Exercise description →
Print the entries below in their entirety, exactly as they are written.

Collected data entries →

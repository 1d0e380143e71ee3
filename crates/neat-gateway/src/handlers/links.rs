use axum::Json;
use axum::extract::State;
use axum::http::header::ACCESS_CONTROL_ALLOW_ORIGIN;
use axum::response::IntoResponse;

use crate::error::Result;
use crate::state::AppState;

/// The public link window as JSON, readable from any origin.
pub async fn links_handler(State(state): State<AppState>) -> Result<impl IntoResponse> {
    let links = state
        .feed
        .public_links()
        .await
        .map_err(|err| state.escalate(err))?;

    Ok(([(ACCESS_CONTROL_ALLOW_ORIGIN, "*")], Json(links)))
}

Exercise response →
repository 1d0e380143e71ee3
filename crates/neat-gateway/src/handlers/links.rs
use axum::Json;
use axum::extract::State;
use axum::http::header::ACCESS_CONTROL_ALLOW_ORIGIN;
use axum::response::IntoResponse;

use crate::error::Result;
use crate::state::AppState;

/// The public link window as JSON, readable from any origin.
pub async fn links_handler(State(state): State<AppState>) -> Result<impl IntoResponse> {
    let links = state
        .feed
        .public_links()
        .await
        .map_err(|err| state.escalate(err))?;

    Ok(([(ACCESS_CONTROL_ALLOW_ORIGIN, "*")], Json(links)))
}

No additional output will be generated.